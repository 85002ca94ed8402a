// src/llm/providers/mod.rs
//! Concrete provider adapters.

pub mod gemini;
pub mod mock;
pub mod openai_compat;

use std::time::Duration;

pub use gemini::{GeminiAdapter, GEMINI_BASE_URL, GEMINI_DEFAULT_MODEL};
pub use mock::MockAdapter;
pub use openai_compat::{OpenAiCompatAdapter, GROQ_CHAT_URL, GROQ_DEFAULT_MODEL};

const USER_AGENT: &str = "upsc-news-enricher/0.1";

/// Shared HTTP client settings for all adapters. The orchestrator enforces
/// the per-call deadline; this only bounds connection setup.
pub fn http_client() -> reqwest::Result<reqwest::Client> {
    reqwest::Client::builder()
        .user_agent(USER_AGENT)
        .connect_timeout(Duration::from_secs(5))
        .build()
}

/// Keep provider error bodies short enough for logs and health records.
pub(crate) fn truncate_body(body: &str) -> String {
    const MAX: usize = 300;
    let trimmed = body.trim();
    if trimmed.chars().count() <= MAX {
        return trimmed.to_string();
    }
    let mut out: String = trimmed.chars().take(MAX).collect();
    out.push('…');
    out
}
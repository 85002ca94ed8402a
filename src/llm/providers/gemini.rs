// src/llm/providers/gemini.rs
//! Google Generative Language API adapter (`generateContent`).

use async_trait::async_trait;
use serde::{Deserialize, Serialize};

use crate::llm::error::ProviderError;
use crate::llm::provider::{EnrichmentRequest, ProviderAdapter, RawResponse};
use crate::llm::providers::truncate_body;
use crate::llm::rotator::Credential;

pub const GEMINI_BASE_URL: &str = "https://generativelanguage.googleapis.com/v1beta/models";
pub const GEMINI_DEFAULT_MODEL: &str = "gemini-2.0-flash";

pub struct GeminiAdapter {
    http: reqwest::Client,
    base_url: String,
    model: String,
}

impl GeminiAdapter {
    pub fn new(http: reqwest::Client, base_url: impl Into<String>, model: impl Into<String>) -> Self {
        Self {
            http,
            base_url: base_url.into().trim_end_matches('/').to_string(),
            model: model.into(),
        }
    }

    fn endpoint(&self) -> String {
        format!("{}/{}:generateContent", self.base_url, self.model)
    }
}

#[derive(Serialize)]
struct Part<'a> {
    text: &'a str,
}

#[derive(Serialize)]
struct Content<'a> {
    role: &'a str,
    parts: Vec<Part<'a>>,
}

#[derive(Serialize)]
struct SystemInstruction<'a> {
    parts: Vec<Part<'a>>,
}

#[derive(Serialize)]
#[serde(rename_all = "camelCase")]
struct GenerationConfig {
    temperature: f32,
    top_p: f32,
    top_k: u32,
    max_output_tokens: u32,
    response_mime_type: &'static str,
}

#[derive(Serialize)]
#[serde(rename_all = "camelCase")]
struct Req<'a> {
    system_instruction: SystemInstruction<'a>,
    contents: Vec<Content<'a>>,
    generation_config: GenerationConfig,
}

#[derive(Deserialize)]
#[serde(rename_all = "camelCase")]
struct Resp {
    #[serde(default)]
    candidates: Vec<Candidate>,
    #[serde(default)]
    usage_metadata: Option<UsageMetadata>,
    #[serde(default)]
    model_version: Option<String>,
}

#[derive(Deserialize)]
struct Candidate {
    #[serde(default)]
    content: Option<CandidateContent>,
}

#[derive(Deserialize)]
struct CandidateContent {
    #[serde(default)]
    parts: Vec<CandidatePart>,
}

#[derive(Deserialize)]
struct CandidatePart {
    #[serde(default)]
    text: Option<String>,
}

#[derive(Deserialize)]
#[serde(rename_all = "camelCase")]
struct UsageMetadata {
    #[serde(default)]
    total_token_count: u64,
}

/// Concatenate the text parts of the first candidate.
pub(crate) fn parse_envelope(body: &str, fallback_model: &str) -> Result<RawResponse, ProviderError> {
    let resp: Resp =
        serde_json::from_str(body).map_err(|e| ProviderError::Decode(e.to_string()))?;
    let text: String = resp
        .candidates
        .into_iter()
        .next()
        .and_then(|c| c.content)
        .map(|c| c.parts.into_iter().filter_map(|p| p.text).collect())
        .unwrap_or_default();
    if text.trim().is_empty() {
        return Err(ProviderError::EmptyResponse);
    }
    Ok(RawResponse {
        text,
        model: resp
            .model_version
            .unwrap_or_else(|| fallback_model.to_string()),
        tokens_used: resp
            .usage_metadata
            .map(|u| u.total_token_count)
            .unwrap_or(0),
    })
}

#[async_trait]
impl ProviderAdapter for GeminiAdapter {
    fn model(&self) -> &str {
        &self.model
    }

    async fn complete(
        &self,
        credential: &Credential,
        request: &EnrichmentRequest,
    ) -> Result<RawResponse, ProviderError> {
        let user = request.user_prompt();
        let req = Req {
            system_instruction: SystemInstruction {
                parts: vec![Part {
                    text: request.system_prompt(),
                }],
            },
            contents: vec![Content {
                role: "user",
                parts: vec![Part { text: &user }],
            }],
            generation_config: GenerationConfig {
                temperature: request.params.temperature,
                top_p: 0.8,
                top_k: 40,
                max_output_tokens: request.params.max_tokens,
                response_mime_type: "application/json",
            },
        };

        let resp = self
            .http
            .post(self.endpoint())
            .header("x-goog-api-key", credential.secret())
            .json(&req)
            .send()
            .await?;

        let status = resp.status();
        let body = resp.text().await?;
        if !status.is_success() {
            return Err(ProviderError::Status {
                status: status.as_u16(),
                body: truncate_body(&body),
            });
        }
        parse_envelope(&body, &self.model)
    }
}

★ ★ ★

WORK ITEM
Of all the lines in the records, how many have the word "chars"? Write only the number.

EXERCISE OUTPUT
2